Looking back in history for examples, we could point to Thomas Jefferson, whose dislike of novels helped him maintain the mental clarity necessary to enslave the mother of his children (and, of course, the children themselves) and to defend the French Revolution even after the Reign of Terror. Or in our own day, we could look to Senator Joseph Lieberman, who has made a career out of bemoaning the effects of video games on our society, even as he has demonstrated his "independent thinking" by being one of the Senate's most stalwart defenders of the invasion of Iraq as a meaningful and logical response to the attacks of 9/11.

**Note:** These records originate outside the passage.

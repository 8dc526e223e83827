//! Mock Market Data
//!
//! In-memory daily series for tests and offline demos.

use std::collections::{HashMap, HashSet};

use async_trait::async_trait;
use chrono::{Duration, TimeZone, Utc};
use rust_decimal::Decimal;
use rust_decimal_macros::dec;

use super::{Lookback, MarketDataProvider};
use crate::error::{AdvisorError, Result};
use crate::model::PriceBar;

/// Mock market data with static series
#[derive(Debug, Default)]
pub struct MockMarketData {
    series: HashMap<String, Vec<PriceBar>>,
    unreachable: HashSet<String>,
}

impl MockMarketData {
    /// Empty provider: every symbol is unknown
    pub fn new() -> Self {
        Self::default()
    }

    /// Demo series for common IDX and US tickers, crypto pairs and GLD
    pub fn demo() -> Self {
        Self::new()
            .with_closes("BBCA.JK", &[dec!(9750), dec!(9800), dec!(9825), dec!(9900), dec!(9875)])
            .with_closes("TLKM.JK", &[dec!(3020), dec!(2990), dec!(3050), dec!(3010)])
            .with_closes("AAPL", &[dec!(221.30), dec!(224.10), dec!(226.85), dec!(225.40)])
            .with_closes("GOOGL", &[dec!(164.20), dec!(166.75), dec!(168.10), dec!(167.45)])
            .with_closes("BTC-USD", &[dec!(63800.10), dec!(64250.00), dec!(64910.75), dec!(65000.50)])
            .with_closes("ETH-USD", &[dec!(3390.00), dec!(3412.25), dec!(3450.80)])
            .with_closes("GLD", &[dec!(241.10), dec!(242.35), dec!(243.80)])
    }

    /// Add a series of closes, one bar per day ending today. Each bar's
    /// high/low sit 1% around its close.
    pub fn with_closes(mut self, symbol: &str, closes: &[Decimal]) -> Self {
        let end = Utc::now().date_naive();
        let count = closes.len() as i64;
        let bars = closes
            .iter()
            .enumerate()
            .map(|(i, &close)| {
                let day = end - Duration::days(count - 1 - i as i64);
                let timestamp = Utc.from_utc_datetime(&day.and_time(chrono::NaiveTime::MIN));
                PriceBar {
                    high: close * dec!(1.01),
                    low: close * dec!(0.99),
                    ..PriceBar::flat(timestamp, close)
                }
            })
            .collect();
        self.series.insert(symbol.to_uppercase(), bars);
        self
    }

    /// Add an explicit series
    pub fn with_series(mut self, symbol: &str, bars: Vec<PriceBar>) -> Self {
        self.series.insert(symbol.to_uppercase(), bars);
        self
    }

    /// Make `symbol` fail as if the network were down
    pub fn unreachable(mut self, symbol: &str) -> Self {
        self.unreachable.insert(symbol.to_uppercase());
        self
    }
}

#[async_trait]
impl MarketDataProvider for MockMarketData {
    async fn history(&self, symbol: &str, lookback: Lookback) -> Result<Vec<PriceBar>> {
        let key = symbol.trim().to_uppercase();

        if self.unreachable.contains(&key) {
            return Err(AdvisorError::MarketData(format!(
                "connection refused while fetching {}",
                symbol
            )));
        }

        let Some(bars) = self.series.get(&key) else {
            return Ok(Vec::new());
        };

        let Some(last) = bars.last() else {
            return Ok(Vec::new());
        };
        let cutoff = last.timestamp - Duration::days(lookback.days());

        Ok(bars.iter().filter(|b| b.timestamp > cutoff).cloned().collect())
    }

    fn name(&self) -> &str {
        "MockMarket"
    }
}

#[cfg(test)]
mod tests {
    use super::*;

    #[tokio::test]
    async fn test_known_symbol() {
        let market = MockMarketData::demo();
        let bars = market.history("btc-usd", Lookback::OneWeek).await.unwrap();
        assert_eq!(bars.last().unwrap().close, dec!(65000.50));
    }

    #[tokio::test]
    async fn test_idx_demo_quotes_are_rupiah_levels() {
        let market = MockMarketData::demo();
        for symbol in ["BBCA.JK", "TLKM.JK"] {
            let bars = market.history(symbol, Lookback::OneWeek).await.unwrap();
            assert!(bars.iter().all(|b| b.close >= dec!(1000)), "{symbol} looks like a USD quote");
        }
    }

    #[tokio::test]
    async fn test_unknown_symbol_is_empty() {
        let market = MockMarketData::demo();
        assert!(market.history("NOTREAL", Lookback::OneYear).await.unwrap().is_empty());
    }

    #[tokio::test]
    async fn test_lookback_window() {
        let closes: Vec<Decimal> = (1..=30).map(Decimal::from).collect();
        let market = MockMarketData::new().with_closes("AAPL", &closes);

        let week = market.history("AAPL", Lookback::OneWeek).await.unwrap();
        assert_eq!(week.len(), 7);
        assert_eq!(week[0].close, dec!(24));

        let year = market.history("AAPL", Lookback::OneYear).await.unwrap();
        assert_eq!(year.len(), 30);
    }

    #[tokio::test]
    async fn test_unreachable() {
        let market = MockMarketData::demo().unreachable("ZZZZ123");
        assert!(matches!(
            market.history("ZZZZ123", Lookback::OneYear).await,
            Err(AdvisorError::MarketData(_))
        ));
    }
}
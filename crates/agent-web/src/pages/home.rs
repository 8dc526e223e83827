//! Home Page

use leptos::prelude::*;

#[component]
pub fn HomePage() -> impl IntoView {
    view! {
        <div class="home">
            <header class="hero">
                <h1>"🤖 Personal Investment Assistant"</h1>
                <p class="tagline">
                    "Plan your investments around your risk profile and financial goals."
                </p>
                <div class="cta">
                    <a href="/chat" class="btn btn-primary">"Start a conversation"</a>
                </div>
            </header>

            <section class="features">
                <div class="feature">
                    <h3>"🧭 Profile first"</h3>
                    <p>"Age, income, goal and risk tolerance, asked one at a time."</p>
                </div>
                <div class="feature">
                    <h3>"📈 Live data"</h3>
                    <p>"Stock, crypto and gold prices plus current market news."</p>
                </div>
                <div class="feature">
                    <h3>"🧾 Clear plan"</h3>
                    <p>"An allocation in Rupiah with concrete instruments and the reasoning behind it."</p>
                </div>
            </section>
            <p class="powered">"Powered by Google Gemini and Exa Search."</p>
        </div>
    }
}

Like the authors of the CDC study I want to offer a caveat: I am not saying that the failure to play video games, read novels, or go to the movies will turn you into a self-justifying hypocrite, war monger or slave owner. Further research is obviously called for. However, to quote from the CDC study, "the data reveal important patterns ... for future research." In the meantime, I am off to fire up my X-Box. The thought of the world I will be leaving behind has left me bummed. And hungry.